Start of PROVIDED ENTRIES
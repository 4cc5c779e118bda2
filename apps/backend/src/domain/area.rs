//! Radius-to-bounding-box conversion.
//!
//! For each direction the angular offset whose geodesic distance from the
//! anchor equals the requested radius is found by bisection. North and south
//! are searched separately because meridian arcs are not symmetric about an
//! arbitrary latitude on the ellipsoid; west mirrors east.
//!
//! An axis that cannot reach the radius before its geometric limit saturates:
//! the edge sits on the pole, or the box spans every longitude. A box that
//! touches a pole spans every longitude too, since every meridian crosses the
//! in-range polar cap.

use std::fmt;

use serde::Serialize;

use super::geo::GeoPoint;
use crate::errors::domain::{ComputationKind, DomainError, ValidationKind};

const FULL_LON_SPAN_DEG: f64 = 180.0;

/// Acceptable gap between the target radius and the distance at the found offset.
pub const DISTANCE_TOLERANCE_KM: f64 = 0.001;

const INITIAL_BOUND_DEG: f64 = 1.0;
const MAX_BISECTION_STEPS: u32 = 128;

/// Latitude/longitude rectangle around an anchor. Longitudes may fall
/// outside [-180, 180] when the box crosses the antimeridian; use
/// [`Area::lon_ranges`] for storage queries.
#[derive(Debug, Clone, Copy, PartialEq, Serialize)]
pub struct Area {
    pub lat_min: f64,
    pub lat_max: f64,
    pub lon_min: f64,
    pub lon_max: f64,
}

#[derive(Debug, Clone, Copy, PartialEq, Eq)]
enum Direction {
    North,
    South,
    East,
}

impl Direction {
    /// Largest meaningful offset along this axis.
    fn limit(self, anchor: GeoPoint) -> f64 {
        match self {
            Direction::North => 90.0 - anchor.lat,
            Direction::South => anchor.lat + 90.0,
            Direction::East => FULL_LON_SPAN_DEG,
        }
    }

    fn distance_at(self, anchor: GeoPoint, offset: f64) -> f64 {
        let target = match self {
            Direction::North => anchor.offset(offset, 0.0),
            Direction::South => anchor.offset(-offset, 0.0),
            Direction::East => anchor.offset(0.0, offset),
        };
        anchor.distance_km(&target)
    }
}

/// Compute the search rectangle for `range_km` around `anchor`.
pub fn calculate(anchor: GeoPoint, range_km: f64) -> Result<Area, DomainError> {
    anchor.validate()?;
    if !range_km.is_finite() || range_km <= 0.0 {
        return Err(DomainError::validation(
            ValidationKind::InvalidRange,
            format!("range_km must be a positive number, got {range_km}"),
        ));
    }

    let north = search_offset(anchor, range_km, Direction::North)?;
    let south = search_offset(anchor, range_km, Direction::South)?;
    let reaches_pole =
        north >= Direction::North.limit(anchor) || south >= Direction::South.limit(anchor);
    let east = if reaches_pole {
        FULL_LON_SPAN_DEG
    } else {
        search_offset(anchor, range_km, Direction::East)?
    };

    Ok(Area {
        lat_min: anchor.lat - south,
        lat_max: anchor.lat + north,
        lon_min: anchor.lon - east,
        lon_max: anchor.lon + east,
    })
}

fn search_offset(anchor: GeoPoint, range_km: f64, dir: Direction) -> Result<f64, DomainError> {
    let limit = dir.limit(anchor);
    let mut lo = 0.0_f64;
    let mut hi = INITIAL_BOUND_DEG.min(limit);

    while dir.distance_at(anchor, hi) < range_km - DISTANCE_TOLERANCE_KM {
        if hi >= limit {
            return Ok(limit);
        }
        hi = (hi * 2.0).min(limit);
    }

    for _ in 0..MAX_BISECTION_STEPS {
        let mid = (lo + hi) / 2.0;
        let distance = dir.distance_at(anchor, mid);
        if (range_km - distance).abs() < DISTANCE_TOLERANCE_KM {
            return Ok(mid);
        }
        if distance > range_km {
            hi = mid;
        } else {
            lo = mid;
        }
    }

    Err(DomainError::computation(
        ComputationKind::NoConvergence,
        format!("bisection for {range_km} km {dir:?} did not converge"),
    ))
}

impl Area {
    /// True when `point` lies inside the rectangle, honouring antimeridian wrap.
    pub fn contains(&self, point: &GeoPoint) -> bool {
        if point.lat < self.lat_min || point.lat > self.lat_max {
            return false;
        }
        self.lon_ranges()
            .iter()
            .any(|(min, max)| point.lon >= *min && point.lon <= *max)
    }

    /// Longitude intervals inside [-180, 180]; two when the box wraps.
    pub fn lon_ranges(&self) -> Vec<(f64, f64)> {
        if self.lon_max - self.lon_min >= 360.0 {
            return vec![(-180.0, 180.0)];
        }
        if self.lon_min < -180.0 {
            vec![(self.lon_min + 360.0, 180.0), (-180.0, self.lon_max)]
        } else if self.lon_max > 180.0 {
            vec![(self.lon_min, 180.0), (-180.0, self.lon_max - 360.0)]
        } else {
            vec![(self.lon_min, self.lon_max)]
        }
    }
}

impl fmt::Display for Area {
    fn fmt(&self, f: &mut fmt::Formatter<'_>) -> fmt::Result {
        write!(
            f,
            "Lat: [{}, {}], Lon: [{}, {}]",
            self.lat_min, self.lat_max, self.lon_min, self.lon_max
        )
    }
}
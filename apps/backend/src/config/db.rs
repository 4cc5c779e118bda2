use std::env;
use std::fmt;
use std::str::FromStr;

use crate::error::AppError;

/// Database profile enum for different environments
#[derive(Debug, Clone, Copy, PartialEq, Eq)]
pub enum DbProfile {
    /// Production database profile
    Prod,
    /// Test database profile - enforces safety rules
    Test,
}

/// Database owner enum for different access levels
#[derive(Debug, Clone, Copy, PartialEq, Eq)]
pub enum DbOwner {
    /// Application-level access (limited permissions)
    App,
    /// Owner-level access (full permissions for migrations)
    Owner,
}

/// Which backing store to run against.
#[derive(Debug, Clone, Copy, PartialEq, Eq)]
pub enum DbKind {
    Postgres,
    SqliteFile,
    SqliteMemory,
    /// No database; in-process store only
    Memory,
}

impl DbKind {
    pub const fn as_str(&self) -> &'static str {
        match self {
            DbKind::Postgres => "postgres",
            DbKind::SqliteFile => "sqlite-file",
            DbKind::SqliteMemory => "sqlite-memory",
            DbKind::Memory => "memory",
        }
    }

    /// Read `PT_DB_KIND`, defaulting to Postgres.
    pub fn from_env() -> Result<Self, AppError> {
        match env::var("PT_DB_KIND") {
            Ok(raw) => raw.parse(),
            Err(_) => Ok(DbKind::Postgres),
        }
    }
}

impl fmt::Display for DbKind {
    fn fmt(&self, f: &mut fmt::Formatter<'_>) -> fmt::Result {
        f.write_str(self.as_str())
    }
}

impl FromStr for DbKind {
    type Err = AppError;

    fn from_str(s: &str) -> Result<Self, Self::Err> {
        match s.trim().to_ascii_lowercase().as_str() {
            "postgres" | "postgresql" => Ok(DbKind::Postgres),
            "sqlite-file" | "sqlite" => Ok(DbKind::SqliteFile),
            "sqlite-memory" => Ok(DbKind::SqliteMemory),
            "memory" => Ok(DbKind::Memory),
            other => Err(AppError::config(format!(
                "PT_DB_KIND must be one of postgres, sqlite-file, sqlite-memory, memory; got '{other}'"
            ))),
        }
    }
}

/// Connection URL for `kind`. `Memory` has no URL.
pub fn db_url_for(kind: DbKind, profile: DbProfile, owner: DbOwner) -> Result<String, AppError> {
    match kind {
        DbKind::Postgres => db_url(profile, owner),
        DbKind::SqliteFile => Ok(sqlite_url()),
        DbKind::SqliteMemory => Ok("sqlite::memory:".to_string()),
        DbKind::Memory => Err(AppError::config(
            "The memory store has no database URL",
        )),
    }
}

/// Builds a Postgres URL from environment variables based on profile and owner
pub fn db_url(profile: DbProfile, owner: DbOwner) -> Result<String, AppError> {
    let host = host();
    let port = port();
    let db_name = db_name(profile)?;
    let (username, password) = credentials(owner)?;

    Ok(format!(
        "postgresql://{username}:{password}@{host}:{port}/{db_name}"
    ))
}

/// SQLite file URL; `mode=rwc` creates the file on first use.
pub fn sqlite_url() -> String {
    let path = env::var("SQLITE_DB_PATH").unwrap_or_else(|_| "playtogether.sqlite".to_string());
    format!("sqlite://{path}?mode=rwc")
}

fn host() -> String {
    env::var("POSTGRES_HOST").unwrap_or_else(|_| "localhost".to_string())
}

fn port() -> String {
    env::var("POSTGRES_PORT").unwrap_or_else(|_| "5432".to_string())
}

fn db_name(profile: DbProfile) -> Result<String, AppError> {
    match profile {
        DbProfile::Prod => must_var("PROD_DB"),
        DbProfile::Test => {
            let db_name = must_var("TEST_DB")?;
            if !db_name.ends_with("_test") {
                return Err(AppError::config(format!(
                    "Test profile requires database name to end with '_test', but got: '{db_name}'"
                )));
            }
            Ok(db_name)
        }
    }
}

fn credentials(owner: DbOwner) -> Result<(String, String), AppError> {
    match owner {
        DbOwner::App => Ok((must_var("APP_DB_USER")?, must_var("APP_DB_PASSWORD")?)),
        DbOwner::Owner => Ok((must_var("PT_OWNER_USER")?, must_var("PT_OWNER_PASSWORD")?)),
    }
}

/// Get required environment variable or return error
pub(crate) fn must_var(name: &str) -> Result<String, AppError> {
    env::var(name)
        .map_err(|_| AppError::config(format!("Required environment variable '{name}' is not set")))
}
End of PROVIDED ENTRIES
● EXERCISE BRIEF
Set down, from the entries above, exactly the lines from the one with "let east = if" up to and including the one with "let mut hi = INITIAL_BOUND_DEG.min(limit);", and no other lines.

● PROBLEM SOLUTION
    let east = if reaches_pole {
        FULL_LON_SPAN_DEG
    } else {
        search_offset(anchor, range_km, Direction::East)?
    };

    Ok(Area {
        lat_min: anchor.lat - south,
        lat_max: anchor.lat + north,
        lon_min: anchor.lon - east,
        lon_max: anchor.lon + east,
    })
}

fn search_offset(anchor: GeoPoint, range_km: f64, dir: Direction) -> Result<f64, DomainError> {
    let limit = dir.limit(anchor);
    let mut lo = 0.0_f64;
    let mut hi = INITIAL_BOUND_DEG.min(limit);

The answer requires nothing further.